Corbyn’s opposition to the EU is clearly seen from his activities against the degree of the UK’s integration with the European Union. Here are just a few examples.

27 Feb 2008: Jeremy Corbyn was absent for a vote on Lisbon Treaty — Enshrine the Lisbon Treaty into UK law

3 Mar 2008: Jeremy Corbyn was absent for a vote on Lisbon Treaty — Increase of powers of European Parliament

4 Mar 2008: Jeremy Corbyn was absent for a vote on Lisbon Treaty — Clause on ‘parliamentary control of decisions’ to remain in the Bill

14 Dec 2010: Jeremy Corbyn voted against working closely with the European Commission to deliver a strong, principles-based framework for financial sector corporate governance.

25 Jan 2011: Jeremy Corbyn was absent for a vote on European Union Bill — Clause 6 — Referendum on Emergency Financial Assistance for EU Member States

23 Mar 2011: Jeremy Corbyn voted against the creation of the European Stability Mechanism to give financial assistance to Eurozone countries in need.

23 Nov 2011: Jeremy Corbyn was absent for a vote on Deferred Division — Schengen Governance

24 Apr 2012: Jeremy Corbyn was absent for a vote on European Union — Data Protection in the Areas of Police and Criminal Justice (EU Directive)

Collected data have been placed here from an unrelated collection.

//! # Simulation Tick
//!
//! Owns every piece of simulation state and advances it one frame at a time.
//!
//! ```text
//! tick(input, dt):
//!   1. clamp dt to [0, max_frame_dt]
//!   2. player system   (input -> velocities)
//!   3. physics         (gravity for all, then X-then-Y per body)
//!   4. follow system   (followers snap to their targets)
//!   5. camera follow   (smoothly track the tracked entity)
//!   6. gather lights   (ECS -> light source list)
//!   7. light rebuild   (visible region + margin)
//! ```
//!
//! Lighting runs last so it always reflects this tick's final positions.
//! Nothing here is global: two `Simulation`s never share state.

use delve_core::{Collider, Ecs, Follow, Handle, Light, Player, Transform, Vec2, Velocity};
use delve_procedural::{Tile, TileWorld};

use crate::camera::{Camera2D, TileRect};
use crate::config::SimulationConfig;
use crate::input::InputState;
use crate::lighting::{LightMap, LightSource, LightStats};
use crate::physics::{PhysicsResolver, PhysicsStats};
use crate::systems::{follow_system, gather_lights, player_system};

/// Counters from one [`Simulation::tick`].
#[derive(Clone, Copy, Debug, Default, PartialEq)]
pub struct TickStats {
    /// Frame number after this tick.
    pub frame: u64,
    /// Delta actually simulated, after clamping.
    pub dt: f32,
    /// Physics counters.
    pub physics: PhysicsStats,
    /// Followers moved.
    pub followers: usize,
    /// Lights gathered from the ECS.
    pub lights: usize,
    /// Light map counters.
    pub light: LightStats,
}

/// All simulation state: entities, tile world, lighting and camera.
#[derive(Debug)]
pub struct Simulation {
    config: SimulationConfig,
    /// Entities and components.
    pub ecs: Ecs,
    /// Tile world.
    pub world: TileWorld,
    /// Light grid from the last tick.
    pub light_map: LightMap,
    /// Camera the light grid is built around.
    pub camera: Camera2D,
    physics: PhysicsResolver,
    /// Reused every tick by the gather step.
    light_sources: Vec<LightSource>,
    tracked: Option<Handle>,
    frame: u64,
}

impl Simulation {
    /// Creates a simulation over the default sine terrain.
    ///
    /// # Panics
    ///
    /// Panics if `config.world.tile_px` is not positive. Configs produced by
    /// [`SimulationConfig::from_toml_str`] are already validated.
    #[must_use]
    pub fn new(config: SimulationConfig) -> Self {
        let world = TileWorld::new(config.world.tile_px);
        Self::with_world(config, world)
    }

    /// Creates a simulation over an existing world.
    #[must_use]
    pub fn with_world(config: SimulationConfig, world: TileWorld) -> Self {
        if world.tile_px() != config.world.tile_px {
            tracing::warn!(
                "World uses {} px tiles but config says {}; the world wins",
                world.tile_px(),
                config.world.tile_px
            );
        }
        tracing::debug!("Simulation created: {:?}", config);

        Self {
            ecs: Ecs::new(),
            light_map: LightMap::new(&config.lighting),
            camera: Camera2D::new(
                Vec2::ZERO,
                Vec2::new(config.camera.viewport_width, config.camera.viewport_height),
            ),
            physics: PhysicsResolver::new(&config.physics),
            light_sources: Vec::with_capacity(128),
            tracked: None,
            frame: 0,
            world,
            config,
        }
    }

    /// The demo scene: a stone ledge with a grass top over `x` in `[-15, 15]`,
    /// a player dropped from `(0, 200)` and a torch floating 20 px above them.
    #[must_use]
    pub fn demo() -> Self {
        let mut config = SimulationConfig::default();
        config.lighting.ambient = 35;
        Self::demo_with(config)
    }

    /// The demo scene under a caller-supplied configuration.
    #[must_use]
    pub fn demo_with(config: SimulationConfig) -> Self {
        let mut sim = Self::new(config);

        for x in -15..=15 {
            sim.world.set(x, 10, Tile::STONE);
            sim.world.set(x, 9, Tile::GRASS);
        }

        let player = sim.ecs.spawn();
        sim.ecs.add(player, Transform::at(Vec2::new(0.0, 200.0)));
        sim.ecs.add(player, Velocity::default());
        sim.ecs.add(player, Collider::new(14.0, 20.0));
        sim.ecs.add(
            player,
            Player {
                move_speed: 360.0,
                jump_speed: 640.0,
            },
        );

        let torch = sim.ecs.spawn();
        sim.ecs.add(torch, Transform::default());
        sim.ecs.add(
            torch,
            Light {
                radius_tiles: 12,
                intensity: 255,
            },
        );
        sim.ecs.add(
            torch,
            Follow {
                target: player,
                offset: Vec2::new(0.0, -20.0),
            },
        );

        sim.camera.pos = Vec2::new(0.0, 150.0);
        sim.track(player);
        sim
    }

    /// Makes the camera follow `handle`.
    pub fn track(&mut self, handle: Handle) {
        self.tracked = Some(handle);
    }

    /// Entity the camera follows, if any.
    #[must_use]
    pub const fn tracked(&self) -> Option<Handle> {
        self.tracked
    }

    /// Active configuration.
    #[must_use]
    pub const fn config(&self) -> &SimulationConfig {
        &self.config
    }

    /// Ticks completed.
    #[must_use]
    pub const fn frame(&self) -> u64 {
        self.frame
    }

    /// Light sources gathered by the last tick.
    #[must_use]
    pub fn light_sources(&self) -> &[LightSource] {
        &self.light_sources
    }

    /// Clamps a raw frame delta to `[0, max_frame_dt]`. NaN becomes 0.
    #[must_use]
    pub fn clamp_dt(&self, dt: f32) -> f32 {
        let max = self.config.max_frame_dt;
        if dt.is_nan() || dt <= 0.0 {
            return 0.0;
        }
        if dt > max {
            tracing::warn!("Frame delta {:.4}s clamped to {:.4}s", dt, max);
            return max;
        }
        dt
    }

    /// Advances the simulation by one frame.
    pub fn tick(&mut self, input: &InputState, dt: f32) -> TickStats {
        let dt = self.clamp_dt(dt);

        player_system(&mut self.ecs, input, &self.config.player, dt);
        let physics = self.physics.step(&mut self.ecs, &mut self.world, dt);
        let followers = follow_system(&mut self.ecs);

        if let Some(target) = self.tracked_position() {
            self.camera.follow(target, self.config.camera.follow_rate, dt);
        }

        gather_lights(&self.ecs, &mut self.light_sources);
        let light = self
            .light_map
            .build_visible(&mut self.world, &self.camera, &self.light_sources);

        self.frame += 1;
        TickStats {
            frame: self.frame,
            dt,
            physics,
            followers,
            lights: self.light_sources.len(),
            light,
        }
    }

    fn tracked_position(&self) -> Option<Vec2> {
        let handle = self.tracked?;
        if !self.ecs.alive(handle) {
            return None;
        }
        self.ecs.transforms.get(handle).map(|t| t.pos)
    }

    /// Light level at a world tile from the last tick.
    #[must_use]
    pub fn sample_light(&self, tile_x: i32, tile_y: i32) -> u8 {
        self.light_map.sample_tile(tile_x, tile_y)
    }

    /// Tiles a renderer should draw this frame: the camera view plus the
    /// configured render margin. Always inside the lit region when
    /// `render_margin <= grid_margin`.
    #[must_use]
    pub fn visible_render_tiles(&self) -> TileRect {
        self.camera
            .visible_tiles(self.world.tile_px(), self.config.lighting.render_margin)
    }

    /// Applies mouse-wheel zoom steps within the configured clamp.
    pub fn zoom(&mut self, steps: f32) {
        let camera = &self.config.camera;
        self.camera.apply_zoom_steps(steps, camera.zoom_min, camera.zoom_max);
    }

    /// Digs out the tile under a screen position.
    ///
    /// # Returns
    ///
    /// `true` if a tile was removed.
    pub fn dig_at_screen(&mut self, screen: Vec2) -> bool {
        let world_pos = self.camera.screen_to_world(screen);
        let (tile_x, tile_y) = self.world.tile_at_pixel(world_pos.x, world_pos.y);
        self.world.dig(tile_x, tile_y)
    }

    /// Places `tile` at the empty tile under a screen position.
    ///
    /// # Returns
    ///
    /// `true` if the tile was placed.
    pub fn place_at_screen(&mut self, screen: Vec2, tile: Tile) -> bool {
        let world_pos = self.camera.screen_to_world(screen);
        let (tile_x, tile_y) = self.world.tile_at_pixel(world_pos.x, world_pos.y);
        self.world.place(tile_x, tile_y, tile)
    }
}
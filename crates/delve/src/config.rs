//! # Simulation Configuration
//!
//! Tuning values for every system, loadable from TOML. Every section has
//! defaults, so an empty document (or a missing section) yields the stock
//! behaviour.
//!
//! ```toml
//! max_frame_dt = 0.05
//!
//! [physics]
//! gravity = 1200.0
//!
//! [lighting]
//! ambient = 35
//! ```

use std::path::Path;

use serde::{Deserialize, Serialize};

use crate::error::{ConfigError, ConfigResult};

/// Tile world settings.
#[derive(Clone, Copy, Debug, PartialEq, Serialize, Deserialize)]
#[serde(default)]
pub struct WorldConfig {
    /// World pixels per tile.
    pub tile_px: i32,
}

impl Default for WorldConfig {
    fn default() -> Self {
        Self { tile_px: 32 }
    }
}

/// Gravity and velocity limits.
#[derive(Clone, Copy, Debug, PartialEq, Serialize, Deserialize)]
#[serde(default)]
pub struct PhysicsConfig {
    /// Downward acceleration in px/s².
    pub gravity: f32,
    /// Ceiling for downward speed in px/s.
    pub terminal_velocity: f32,
}

impl Default for PhysicsConfig {
    fn default() -> Self {
        Self {
            gravity: 1200.0,
            terminal_velocity: 3000.0,
        }
    }
}

/// Light propagation settings.
#[derive(Clone, Copy, Debug, PartialEq, Serialize, Deserialize)]
#[serde(default)]
pub struct LightingConfig {
    /// Floor intensity applied everywhere.
    pub ambient: u8,
    /// Attenuation per step leaving an open tile.
    pub open_decay: u8,
    /// Attenuation per step leaving a solid tile.
    pub solid_decay: u8,
    /// Tiles added around the camera view for the light grid.
    pub grid_margin: i32,
    /// Tiles added around the camera view by the tile renderer.
    pub render_margin: i32,
}

impl Default for LightingConfig {
    fn default() -> Self {
        Self {
            ambient: 40,
            open_decay: 12,
            solid_decay: 18,
            grid_margin: 4,
            render_margin: 2,
        }
    }
}

/// Player controller settings.
#[derive(Clone, Copy, Debug, PartialEq, Serialize, Deserialize)]
#[serde(default)]
pub struct PlayerConfig {
    /// Speed multiplier while sprint is held.
    pub sprint_multiplier: f32,
    /// Exponential smoothing rate for horizontal velocity, per second.
    pub smoothing_rate: f32,
}

impl Default for PlayerConfig {
    fn default() -> Self {
        Self {
            sprint_multiplier: 1.6,
            smoothing_rate: 18.0,
        }
    }
}

/// Camera settings.
#[derive(Clone, Copy, Debug, PartialEq, Serialize, Deserialize)]
#[serde(default)]
pub struct CameraConfig {
    /// Exponential follow rate, per second.
    pub follow_rate: f32,
    /// Smallest zoom factor.
    pub zoom_min: f32,
    /// Largest zoom factor.
    pub zoom_max: f32,
    /// Viewport width in screen pixels.
    pub viewport_width: f32,
    /// Viewport height in screen pixels.
    pub viewport_height: f32,
}

impl Default for CameraConfig {
    fn default() -> Self {
        Self {
            follow_rate: 6.0,
            zoom_min: 0.35,
            zoom_max: 4.0,
            viewport_width: 1280.0,
            viewport_height: 720.0,
        }
    }
}

/// Complete simulation configuration.
#[derive(Clone, Copy, Debug, PartialEq, Serialize, Deserialize)]
#[serde(default)]
pub struct SimulationConfig {
    /// Largest frame delta a single tick will simulate, in seconds.
    pub max_frame_dt: f32,
    /// Tile world.
    pub world: WorldConfig,
    /// Physics.
    pub physics: PhysicsConfig,
    /// Lighting.
    pub lighting: LightingConfig,
    /// Player controller.
    pub player: PlayerConfig,
    /// Camera.
    pub camera: CameraConfig,
}

impl Default for SimulationConfig {
    fn default() -> Self {
        Self {
            max_frame_dt: 0.05,
            world: WorldConfig::default(),
            physics: PhysicsConfig::default(),
            lighting: LightingConfig::default(),
            player: PlayerConfig::default(),
            camera: CameraConfig::default(),
        }
    }
}

impl SimulationConfig {
    /// Parses and validates a TOML document.
    ///
    /// # Errors
    ///
    /// Returns [`ConfigError::Parse`] for malformed TOML and
    /// [`ConfigError::Invalid`] for out-of-range values.
    pub fn from_toml_str(text: &str) -> ConfigResult<Self> {
        let config: Self = toml::from_str(text)?;
        config.validate()?;
        Ok(config)
    }

    /// Reads, parses and validates a TOML file.
    ///
    /// # Errors
    ///
    /// Returns [`ConfigError::Io`] if the file cannot be read, otherwise
    /// the same errors as [`SimulationConfig::from_toml_str`].
    pub fn load(path: impl AsRef<Path>) -> ConfigResult<Self> {
        let path = path.as_ref();
        let text = std::fs::read_to_string(path).map_err(|source| ConfigError::Io {
            path: path.to_path_buf(),
            source,
        })?;
        let config = Self::from_toml_str(&text)?;
        tracing::debug!("Loaded simulation config from {}", path.display());
        Ok(config)
    }

    /// Serialises the configuration back to TOML.
    ///
    /// # Errors
    ///
    /// Fails only if a float is not representable in TOML (NaN is).
    pub fn to_toml_string(&self) -> Result<String, toml::ser::Error> {
        toml::to_string_pretty(self)
    }

    /// Checks every value is in range.
    ///
    /// # Errors
    ///
    /// Returns [`ConfigError::Invalid`] naming the first offending field.
    pub fn validate(&self) -> ConfigResult<()> {
        if self.world.tile_px <= 0 {
            return Err(ConfigError::invalid("world.tile_px", "must be positive"));
        }
        if !(self.max_frame_dt.is_finite() && self.max_frame_dt > 0.0) {
            return Err(ConfigError::invalid(
                "max_frame_dt",
                format!("must be a positive number of seconds, got {}", self.max_frame_dt),
            ));
        }
        if !(self.physics.gravity.is_finite() && self.physics.gravity >= 0.0) {
            return Err(ConfigError::invalid("physics.gravity", "must be finite and non-negative"));
        }
        if !(self.physics.terminal_velocity.is_finite() && self.physics.terminal_velocity > 0.0) {
            return Err(ConfigError::invalid(
                "physics.terminal_velocity",
                "must be finite and positive",
            ));
        }
        if self.lighting.open_decay == 0 {
            return Err(ConfigError::invalid("lighting.open_decay", "must be non-zero"));
        }
        if self.lighting.solid_decay == 0 {
            return Err(ConfigError::invalid("lighting.solid_decay", "must be non-zero"));
        }
        if self.lighting.grid_margin < 0 {
            return Err(ConfigError::invalid("lighting.grid_margin", "must be non-negative"));
        }
        if self.lighting.render_margin < 0 {
            return Err(ConfigError::invalid("lighting.render_margin", "must be non-negative"));
        }
        if !(self.player.sprint_multiplier.is_finite() && self.player.sprint_multiplier > 0.0) {
            return Err(ConfigError::invalid("player.sprint_multiplier", "must be positive"));
        }
        if !(self.player.smoothing_rate.is_finite() && self.player.smoothing_rate >= 0.0) {
            return Err(ConfigError::invalid("player.smoothing_rate", "must be non-negative"));
        }
        if !(self.camera.follow_rate.is_finite() && self.camera.follow_rate >= 0.0) {
            return Err(ConfigError::invalid("camera.follow_rate", "must be non-negative"));
        }
        if !(self.camera.zoom_min > 0.0 && self.camera.zoom_min <= self.camera.zoom_max) {
            return Err(ConfigError::invalid(
                "camera.zoom_min",
                format!(
                    "zoom clamp {}..{} must be positive and ordered",
                    self.camera.zoom_min, self.camera.zoom_max
                ),
            ));
        }
        Ok(())
    }
}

31 Oct 2012: Jeremy Corbyn voted to call on the UK Government to seek a real terms cut in the European Union budget

6 Nov 2012: Jeremy Corbyn voted against the UK’s involvement in a European Supervisory Authority, the European Banking Authority.

15 Jul 2013: Jeremy Corbyn voted against opting out of all EU police and criminal justice measures adopted before December 2009

4 Dec 2013: Jeremy Corbyn voted against an EU trade agreement with Colombia and Peru

7 Jan 2014: Jeremy Corbyn was absent for a vote on Benefit Entitlement (Restriction) Bill

22 Jan 2014: Jeremy Corbyn was absent for a vote on European Commission Work Programme 2014 and Support for Completion of the EU Single Market

27 Jan 2014: Jeremy Corbyn was absent for a vote on European Union (Approvals) Bill — Third Reading — European Archives and Europe for Citizens Programme

10 Nov 2014: Jeremy Corbyn was absent for a vote on Transposing European Union Criminal Justice and Data Protection Measures into UK Law

14 Dec 2015: Jeremy Corbyn was absent for a vote on European Union Documents — Relocation of Migrants in need of International Protection

14 Mar 2016: Jeremy Corbyn voted not to take account of carbon dioxide emissions traded via the European Union to Emissions Trading Scheme when calculating the state of the UK carbon account for periods from 2028 onwards

So one has to ask why has Jeremy Corbyn changed his tune and recommends that his party remains in Europe? The BBC News headline on his EU speech “Jeremy Corbyn warns of workers’ rights ‘bonfire’ if UK leaves” strongly hints at why Mr Corbyn has taken the stance that he has. His reasons has nothing to do with the EU but everything to do with the his own personal “project fear” which is founded on his outdated views of past conflicts with the Conservative leadership. It is this fear that is driving him into the arms of the EU against his better judgement and his former opposition to the Community.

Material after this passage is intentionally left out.